Description of the task →
Among the entries below, find each line holding "IdSource" and return it.

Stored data
= = =

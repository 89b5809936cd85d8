use std::collections::hash_map::Entry;
use std::collections::HashMap;
use std::sync::RwLock;

use scribe_types::ObjectId;
use tracing::{debug, warn};

use crate::error::{StoreError, StoreResult};
use crate::outcome::Outcome;
use crate::traits::ResultStore;

/// How many fresh ids `store` draws before giving up on a collision streak.
pub const MAX_ID_ATTEMPTS: usize = 8;

type IdSource = Box<dyn Fn() -> ObjectId + Send + Sync>;

/// In-memory, HashMap-based result store.
///
/// Created once at process start and dropped at shutdown; nothing is
/// persisted or evicted. All entries live behind a `RwLock` so any number of
/// in-flight requests can insert and read concurrently. Objects are cloned
/// on read.
pub struct InMemoryResultStore<T> {
    objects: RwLock<HashMap<ObjectId, T>>,
    id_source: IdSource,
}

impl<T> InMemoryResultStore<T> {
    /// Create a new empty store that mints random UUID v4 ids.
    pub fn new() -> Self {
        Self::with_id_source(ObjectId::generate)
    }

    /// Create a store with a custom id generator.
    ///
    /// Collisions with existing keys are still detected and retried, so a
    /// weak generator degrades into `Error` outcomes, never overwrites.
    pub fn with_id_source(source: impl Fn() -> ObjectId + Send + Sync + 'static) -> Self {
        Self {
            objects: RwLock::new(HashMap::new()),
            id_source: Box::new(source),
        }
    }

    /// Number of objects currently stored.
    ///
    /// A poisoned lock also reads as 0 (and is logged), so 0 does not prove
    /// the store is empty; `load` reports poisoning as an `Error` outcome.
    pub fn len(&self) -> usize {
        match self.objects.read() {
            Ok(map) => map.len(),
            Err(_) => {
                warn!("storage lock poisoned; reporting 0 objects");
                0
            }
        }
    }

    /// Returns `true` if the store is empty.
    pub fn is_empty(&self) -> bool {
        self.len() == 0
    }

    fn insert(&self, obj: T) -> StoreResult<ObjectId> {
        let mut map = self.objects.write().map_err(|_| StoreError::LockPoisoned)?;
        for _ in 0..MAX_ID_ATTEMPTS {
            let id = (self.id_source)();
            if id.is_empty() {
                return Err(StoreError::EmptyId);
            }
            match map.entry(id) {
                Entry::Occupied(occupied) => {
                    warn!(id = %occupied.key(), "generated id already in use; retrying");
                }
                Entry::Vacant(vacant) => {
                    let id = vacant.key().clone();
                    vacant.insert(obj);
                    return Ok(id);
                }
            }
        }
        Err(StoreError::IdExhausted {
            attempts: MAX_ID_ATTEMPTS,
        })
    }
}

impl<T> Default for InMemoryResultStore<T> {
    fn default() -> Self {
        Self::new()
    }
}

impl<T> ResultStore<T> for InMemoryResultStore<T>
where
    T: Clone + Send + Sync,
{
    fn store(&self, obj: T) -> Outcome<T> {
        match self.insert(obj) {
            Ok(id) => {
                debug!(id = %id, "stored object");
                Outcome::stored(id)
            }
            Err(e) => {
                warn!(error = %e, "store failed");
                Outcome::error(ObjectId::empty(), &e)
            }
        }
    }

    fn load(&self, id: &ObjectId) -> Outcome<T> {
        let map = match self.objects.read() {
            Ok(map) => map,
            Err(_) => return Outcome::error(id.clone(), &StoreError::LockPoisoned),
        };
        match map.get(id) {
            Some(obj) => Outcome::found(id.clone(), obj.clone()),
            None => Outcome::not_found(id.clone()),
        }
    }
}

impl<T> std::fmt::Debug for InMemoryResultStore<T> {
    fn fmt(&self, f: &mut std::fmt::Formatter<'_>) -> std::fmt::Result {
        f.debug_struct("InMemoryResultStore")
            .field("object_count", &self.len())
            .finish()
    }
}
//! OpenAI completion client.
//!
//! Implements [`Completion`] against the Chat Completions API, asking for
//! structured output that conforms to the supplied [`SchemaDescriptor`].

use std::time::Duration;

use async_trait::async_trait;
use reqwest::Client;
use serde::{Deserialize, Serialize};
use tracing::debug;

use crate::completion::Completion;
use crate::config::LlmConfig;
use crate::error::{LlmError, LlmResult};
use crate::schema::SchemaDescriptor;

/// OpenAI Chat Completions client.
#[derive(Debug, Clone)]
pub struct OpenAiCompletion {
    client: Client,
    api_key: String,
    endpoint: String,
    model: String,
    max_tokens: usize,
    temperature: f64,
}

impl OpenAiCompletion {
    /// Build a client from configuration.
    ///
    /// # Errors
    ///
    /// Returns [`LlmError::MissingApiKey`] if no key is configured, or
    /// [`LlmError::Config`] if the HTTP client cannot be built.
    pub fn from_config(config: &LlmConfig) -> LlmResult<Self> {
        let api_key = config
            .api_key
            .clone()
            .ok_or(LlmError::MissingApiKey("OPENAI_API_KEY"))?;
        let client = Client::builder()
            .timeout(Duration::from_secs(config.timeout_secs))
            .build()
            .map_err(|e| LlmError::Config(e.to_string()))?;
        Ok(Self {
            client,
            api_key,
            endpoint: format!("{}/chat/completions", config.base_url.trim_end_matches('/')),
            model: config.model.clone(),
            max_tokens: config.max_tokens,
            temperature: config.temperature,
        })
    }

    pub fn model(&self) -> &str {
        &self.model
    }

    pub fn endpoint(&self) -> &str {
        &self.endpoint
    }

    fn build_request<'a>(
        &'a self,
        system: &'a str,
        user: &'a str,
        shape: &'a SchemaDescriptor,
    ) -> Request<'a> {
        Request {
            model: &self.model,
            max_tokens: self.max_tokens,
            temperature: self.temperature,
            messages: vec![
                Message {
                    role: "system",
                    content: system,
                },
                Message {
                    role: "user",
                    content: user,
                },
            ],
            response_format: ResponseFormat {
                kind: "json_schema",
                json_schema: JsonSchemaFormat {
                    name: &shape.name,
                    schema: &shape.schema,
                    strict: true,
                },
            },
        }
    }
}

#[derive(Serialize)]
struct Request<'a> {
    model: &'a str,
    max_tokens: usize,
    temperature: f64,
    messages: Vec<Message<'a>>,
    response_format: ResponseFormat<'a>,
}

#[derive(Serialize)]
struct Message<'a> {
    role: &'static str,
    content: &'a str,
}

#[derive(Serialize)]
struct ResponseFormat<'a> {
    #[serde(rename = "type")]
    kind: &'static str,
    json_schema: JsonSchemaFormat<'a>,
}

#[derive(Serialize)]
struct JsonSchemaFormat<'a> {
    name: &'a str,
    schema: &'a serde_json::Value,
    strict: bool,
}

#[derive(Deserialize)]
struct Response {
    choices: Vec<Choice>,
}

#[derive(Deserialize)]
struct Choice {
    message: ChoiceMessage,
}

#[derive(Deserialize)]
struct ChoiceMessage {
    #[serde(default)]
    content: Option<String>,
    #[serde(default)]
    refusal: Option<String>,
}

impl Response {
    fn into_content(self) -> LlmResult<String> {
        let message = self
            .choices
            .into_iter()
            .next()
            .map(|c| c.message)
            .ok_or(LlmError::EmptyResponse)?;
        if let Some(refusal) = message.refusal {
            return Err(LlmError::Refused(refusal));
        }
        message
            .content
            .filter(|c| !c.trim().is_empty())
            .ok_or(LlmError::EmptyResponse)
    }
}

#[async_trait]
impl Completion for OpenAiCompletion {
    fn name(&self) -> &'static str {
        "openai"
    }

    async fn complete(
        &self,
        system: &str,
        user: &str,
        shape: &SchemaDescriptor,
    ) -> LlmResult<String> {
        let request = self.build_request(system, user, shape);
        debug!(model = %self.model, schema = %shape.name, "sending completion request");

        let response = self
            .client
            .post(&self.endpoint)
            .bearer_auth(&self.api_key)
            .json(&request)
            .send()
            .await?;

        let status = response.status();
        if !status.is_success() {
            let body = response.text().await.unwrap_or_default();
            return Err(LlmError::Upstream {
                status: status.as_u16(),
                body,
            });
        }

        response.json::<Response>().await?.into_content()
    }
}
//! Active recurring events and their re-arming protocol.
//!
//! Every active event has exactly one pending wake-up. A firing turns the
//! event into a transaction, then either moves the event to its next date
//! and arms a new wake-up, or retires it. Firings for ids that are no longer
//! active are ignored, which covers a wake-up that raced with retirement.

use crate::event::{Event, EventId, Occurrences};
use crate::ledger::Ledger;
use crate::transaction::TransactionId;
use chrono::NaiveDate;
use log::{debug, error};
use std::collections::BTreeMap;

/// Backend that delivers a wake-up for an event once its due date arrives.
pub trait Alarm {
    /// Schedules a wake-up, replacing any pending one for the same event.
    fn arm(&mut self, event: EventId, due: NaiveDate);

    /// Cancels the pending wake-up of an event, if any.
    fn disarm(&mut self, event: EventId);

    /// Cancels every pending wake-up.
    fn disarm_all(&mut self);
}

/// What a firing did to the event set.
#[derive(Debug, Clone, Copy, PartialEq, Eq)]
pub enum FireOutcome {
    /// The id was not active; nothing changed.
    Ignored,

    /// A transaction was recorded and the event re-armed at `next`.
    Rearmed {
        transaction: TransactionId,
        next: NaiveDate,
    },

    /// A transaction was recorded and the event removed.
    Retired { transaction: TransactionId },
}

impl FireOutcome {
    /// Transaction recorded by the firing, if any.
    pub fn transaction(&self) -> Option<TransactionId> {
        match self {
            FireOutcome::Ignored => None,
            FireOutcome::Rearmed { transaction, .. } | FireOutcome::Retired { transaction } => {
                Some(*transaction)
            }
        }
    }
}

/// Owns the active events, keyed (and therefore ordered) by id.
pub struct Scheduler<A: Alarm> {
    events: BTreeMap<EventId, Event>,
    alarm: A,
}

impl<A: Alarm> Scheduler<A> {
    pub fn new(alarm: A) -> Self {
        Scheduler {
            events: BTreeMap::new(),
            alarm,
        }
    }

    /// Activates an event and arms its first wake-up.
    pub fn register(&mut self, event: Event) {
        debug!(
            "Registering event {} '{}' due {} ({} remaining)",
            event.id,
            event.name,
            event.date,
            event.remaining.counter()
        );
        self.alarm.arm(event.id, event.date);
        self.events.insert(event.id, event);
    }

    /// Handles a wake-up for `id`.
    pub fn on_fire(&mut self, id: EventId, ledger: &mut Ledger) -> FireOutcome {
        let event = match self.events.get_mut(&id) {
            Some(event) => event,
            None => {
                debug!("Firing for inactive event {}, ignoring", id);
                return FireOutcome::Ignored;
            }
        };

        let transaction = ledger.record(event.realize());

        let remaining = match event.remaining {
            Occurrences::Forever => Some(Occurrences::Forever),
            Occurrences::Times(n) if n > 1 => Some(Occurrences::Times(n - 1)),
            Occurrences::Times(_) => None,
        };

        let next = match remaining {
            Some(remaining) => match event.step.advance(event.date) {
                Some(next) => {
                    event.date = next;
                    event.remaining = remaining;
                    Some(next)
                }
                None => {
                    error!(
                        "Event {} cannot advance past {} by {}, retiring it",
                        id, event.date, event.step
                    );
                    None
                }
            },
            None => None,
        };

        match next {
            Some(next) => {
                debug!("Event {} fired as transaction {}, next due {}", id, transaction, next);
                self.alarm.arm(id, next);
                FireOutcome::Rearmed { transaction, next }
            }
            None => {
                debug!("Event {} fired as transaction {}, retired", id, transaction);
                self.events.remove(&id);
                self.alarm.disarm(id);
                FireOutcome::Retired { transaction }
            }
        }
    }

    /// Active events in registration order.
    pub fn events(&self) -> impl Iterator<Item = &Event> {
        self.events.values()
    }

    pub fn get(&self, id: EventId) -> Option<&Event> {
        self.events.get(&id)
    }

    pub fn len(&self) -> usize {
        self.events.len()
    }

    pub fn is_empty(&self) -> bool {
        self.events.is_empty()
    }

    /// Cancels all pending wake-ups. Events stay in place but never fire again.
    pub fn shutdown(&mut self) {
        debug!("Cancelling {} pending wake-ups", self.events.len());
        self.alarm.disarm_all();
    }

    /// Drops every active event and cancels their wake-ups.
    pub fn clear(&mut self) {
        debug!("Dropping {} active events", self.events.len());
        self.alarm.disarm_all();
        self.events.clear();
    }

    pub fn alarm(&self) -> &A {
        &self.alarm
    }
}

/// Alarm that only records what it was asked to do; firings are driven by hand.
#[cfg(test)]
#[derive(Debug, Default)]
pub(crate) struct ManualAlarm {
    pub armed: BTreeMap<EventId, NaiveDate>,
    pub history: Vec<(EventId, NaiveDate)>,
}

#[cfg(test)]
impl Alarm for ManualAlarm {
    fn arm(&mut self, event: EventId, due: NaiveDate) {
        self.armed.insert(event, due);
        self.history.push((event, due));
    }

    fn disarm(&mut self, event: EventId) {
        self.armed.remove(&event);
    }

    fn disarm_all(&mut self) {
        self.armed.clear();
    }
}

#[cfg(test)]
mod tests {
    use super::*;
    use crate::amount::Amount;
    use crate::event::{EventDraft, Step};

    fn date(y: i32, m: u32, d: u32) -> NaiveDate {
        NaiveDate::from_ymd_opt(y, m, d).unwrap()
    }

    fn register(
        scheduler: &mut Scheduler<ManualAlarm>,
        ledger: &mut Ledger,
        remaining: Occurrences,
        step: Step,
    ) -> EventId {
        let id = ledger.allocate_event_id();
        let event = EventDraft {
            name: "rent".into(),
            description: "flat".into(),
            date: date(2020, 1, 1),
            remaining,
            step,
            amount: Amount::from(-1000),
        }
        .into_event(id);
        scheduler.register(event);
        id
    }

    #[test]
    fn test_register_arms_at_event_date() {
        let mut ledger = Ledger::new();
        let mut scheduler = Scheduler::new(ManualAlarm::default());
        let id = register(&mut scheduler, &mut ledger, Occurrences::Times(1), Step::default());

        assert_eq!(scheduler.alarm().armed.get(&id), Some(&date(2020, 1, 1)));
        assert_eq!(scheduler.len(), 1);
    }

    #[test]
    fn test_single_occurrence_retires() {
        let mut ledger = Ledger::new();
        let mut scheduler = Scheduler::new(ManualAlarm::default());
        let id = register(&mut scheduler, &mut ledger, Occurrences::Times(1), Step::default());

        let outcome = scheduler.on_fire(id, &mut ledger);
        assert_eq!(
            outcome,
            FireOutcome::Retired {
                transaction: TransactionId(0)
            }
        );
        assert!(scheduler.is_empty());
        assert!(scheduler.alarm().armed.is_empty());
        assert_eq!(ledger.len(), 1);

        // spurious second firing
        assert_eq!(scheduler.on_fire(id, &mut ledger), FireOutcome::Ignored);
        assert_eq!(ledger.len(), 1);
    }

    #[test]
    fn test_counted_event_decrements_then_retires() {
        let mut ledger = Ledger::new();
        let mut scheduler = Scheduler::new(ManualAlarm::default());
        let id = register(&mut scheduler, &mut ledger, Occurrences::Times(3), Step::new(0, 1, 0));

        scheduler.on_fire(id, &mut ledger);
        assert_eq!(scheduler.get(id).unwrap().remaining.counter(), 2);
        scheduler.on_fire(id, &mut ledger);
        assert_eq!(scheduler.get(id).unwrap().remaining.counter(), 1);
        assert_eq!(scheduler.get(id).unwrap().date, date(2020, 3, 1));

        let outcome = scheduler.on_fire(id, &mut ledger);
        assert!(matches!(outcome, FireOutcome::Retired { .. }));
        assert!(scheduler.get(id).is_none());

        let dates: Vec<_> = ledger.transactions().iter().map(|tx| tx.date).collect();
        assert_eq!(dates, vec![date(2020, 1, 1), date(2020, 2, 1), date(2020, 3, 1)]);
    }

    #[test]
    fn test_infinite_event_never_decrements() {
        let mut ledger = Ledger::new();
        let mut scheduler = Scheduler::new(ManualAlarm::default());
        let id = register(&mut scheduler, &mut ledger, Occurrences::Forever, Step::new(0, 0, 7));

        for _ in 0..10 {
            assert!(matches!(
                scheduler.on_fire(id, &mut ledger),
                FireOutcome::Rearmed { .. }
            ));
        }

        let event = scheduler.get(id).unwrap();
        assert_eq!(event.remaining.counter(), -1);
        assert_eq!(event.date, date(2020, 3, 11));
        assert_eq!(ledger.len(), 10);

        let dates: Vec<_> = ledger.transactions().iter().map(|tx| tx.date).collect();
        assert!(dates.windows(2).all(|pair| pair[0] < pair[1]));
    }

    #[test]
    fn test_rearm_replaces_pending_wakeup() {
        let mut ledger = Ledger::new();
        let mut scheduler = Scheduler::new(ManualAlarm::default());
        let id = register(&mut scheduler, &mut ledger, Occurrences::Times(2), Step::new(0, 1, 0));

        scheduler.on_fire(id, &mut ledger);

        assert_eq!(scheduler.alarm().armed.len(), 1);
        assert_eq!(scheduler.alarm().armed.get(&id), Some(&date(2020, 2, 1)));
        assert_eq!(
            scheduler.alarm().history,
            vec![(id, date(2020, 1, 1)), (id, date(2020, 2, 1))]
        );
    }

    #[test]
    fn test_unknown_id_is_ignored() {
        let mut ledger = Ledger::new();
        let mut scheduler = Scheduler::new(ManualAlarm::default());

        assert_eq!(scheduler.on_fire(EventId(42), &mut ledger), FireOutcome::Ignored);
        assert!(ledger.is_empty());
    }

    #[test]
    fn test_shutdown_disarms_everything() {
        let mut ledger = Ledger::new();
        let mut scheduler = Scheduler::new(ManualAlarm::default());
        register(&mut scheduler, &mut ledger, Occurrences::Forever, Step::new(0, 1, 0));
        register(&mut scheduler, &mut ledger, Occurrences::Times(4), Step::new(1, 0, 0));

        scheduler.shutdown();
        assert!(scheduler.alarm().armed.is_empty());
    }

    #[test]
    fn test_clear_drops_events_and_wakeups() {
        let mut ledger = Ledger::new();
        let mut scheduler = Scheduler::new(ManualAlarm::default());
        let id = register(&mut scheduler, &mut ledger, Occurrences::Forever, Step::new(0, 1, 0));

        scheduler.clear();
        assert!(scheduler.is_empty());
        assert!(scheduler.alarm().armed.is_empty());

        // a wake-up already in flight finds nothing to fire
        assert_eq!(scheduler.on_fire(id, &mut ledger), FireOutcome::Ignored);
        assert!(ledger.is_empty());
    }
}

= = =

Response to the exercise →
type IdSource = Box<dyn Fn() -> ObjectId + Send + Sync>;
    id_source: IdSource,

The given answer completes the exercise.